"Longevity risk" refers to a potential problem many seniors face: outliving their assets. Statistics show that a 65-year-old man has a 34% chance of living to age 90 and a 17% chance of making it to 95. A 65-year-old woman has a slightly higher longevity risk, with a 44% chance of living to age 90 and a 23% chance of reaching 95. (1)

This means that at least one out of every five baby boomers could have a retirement that spans three decades. (2) How will you spend your retirement years if they number in the thirties? Will your retirement savings be able to support your desired lifestyle?

Do the Split

A split-annuity strategy is one way to help ensure a steady retirement income stream. It involves purchasing two annuity contracts: immediate and deferred. By dividing your money into two annuities, you can receive a current retirement income while also pursuing potential tax-deferred growth.

First, you make a lump-sum contribution to an immediate fixed -annuity, which begins to pay a fixed amount of income right away. Meanwhile, the assets placed in the deferred fixed annuity accumulate tax deferred until they are needed.

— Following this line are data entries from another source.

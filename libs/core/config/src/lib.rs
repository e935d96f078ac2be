//! Shared configuration helpers
//!
//! Services load their settings from environment variables through the
//! [`FromEnv`] trait and the `env_*` helpers below. Parse failures carry the
//! offending key so startup errors point straight at the bad variable.

pub mod tracing;

use std::env;
use std::fmt::Display;
use std::str::FromStr;
use std::time::Duration;
use thiserror::Error;

/// Configuration error type
#[derive(Error, Debug)]
pub enum ConfigError {
    #[error("Environment variable '{0}' is required but not set")]
    MissingEnvVar(String),

    #[error("Failed to parse environment variable '{key}': {details}")]
    ParseError { key: String, details: String },
}

/// Application environment
#[derive(Clone, Debug, PartialEq, Eq)]
pub enum Environment {
    Development,
    Production,
}

impl Environment {
    /// Read `APP_ENV`; anything other than "production" is development
    pub fn from_env() -> Self {
        let app_env = env_or_default("APP_ENV", "development");

        if app_env.eq_ignore_ascii_case("production") {
            Environment::Production
        } else {
            Environment::Development
        }
    }

    pub fn is_production(&self) -> bool {
        matches!(self, Environment::Production)
    }

    pub fn is_development(&self) -> bool {
        matches!(self, Environment::Development)
    }
}

/// Name and version of the running binary, reported by health endpoints
#[derive(Clone, Debug, PartialEq, Eq)]
pub struct AppInfo {
    pub name: String,
    pub version: String,
}

/// Build an [`AppInfo`] from the calling crate's Cargo metadata
#[macro_export]
macro_rules! app_info {
    () => {
        $crate::AppInfo {
            name: env!("CARGO_PKG_NAME").to_string(),
            version: env!("CARGO_PKG_VERSION").to_string(),
        }
    };
}

/// Trait for configuration that can be loaded from environment variables
pub trait FromEnv: Sized {
    fn from_env() -> Result<Self, ConfigError>;
}

/// Load an environment variable with a default value
pub fn env_or_default(key: &str, default: &str) -> String {
    env::var(key).unwrap_or_else(|_| default.to_string())
}

/// Load an environment variable or return error
pub fn env_required(key: &str) -> Result<String, ConfigError> {
    env::var(key).map_err(|_| ConfigError::MissingEnvVar(key.to_string()))
}

/// Load the first variable that is set, in order of preference
pub fn env_required_any(keys: &[&str]) -> Result<String, ConfigError> {
    keys.iter()
        .find_map(|key| env_optional(key))
        .ok_or_else(|| ConfigError::MissingEnvVar(keys.join(" or ")))
}

/// Load a variable, treating empty values as unset
pub fn env_optional(key: &str) -> Option<String> {
    env::var(key).ok().filter(|value| !value.trim().is_empty())
}

/// Parse a variable into `T`, falling back to `default` when unset
pub fn env_parse<T>(key: &str, default: T) -> Result<T, ConfigError>
where
    T: FromStr,
    T::Err: Display,
{
    match env_optional(key) {
        Some(raw) => raw.trim().parse().map_err(|e: T::Err| ConfigError::ParseError {
            key: key.to_string(),
            details: e.to_string(),
        }),
        None => Ok(default),
    }
}

/// Parse a millisecond count into a `Duration`
pub fn env_duration_ms(key: &str, default: Duration) -> Result<Duration, ConfigError> {
    match env_optional(key) {
        Some(_) => env_parse::<u64>(key, 0).map(Duration::from_millis),
        None => Ok(default),
    }
}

The guarantees of fixed annuity contracts are contingent on the claims-paying ability of the issuing insurance company. Most annuities have surrender charges that are assessed during the early years of the contract. Annuity earnings are taxed as ordinary income. Withdrawals prior to age 59½ may be subject to an additional 10% federal income tax penalty.

Longer life spans can present both wonderful blessings and difficult challenges. As you examine your longevity risk, consider the protection that a split annuity might afford during a long retirement. Please call today if you have any questions about how to help protect your retirement assets.

1-2) The Wall Street Journal, December 18, 2006

Afraid of Outliving Your Income?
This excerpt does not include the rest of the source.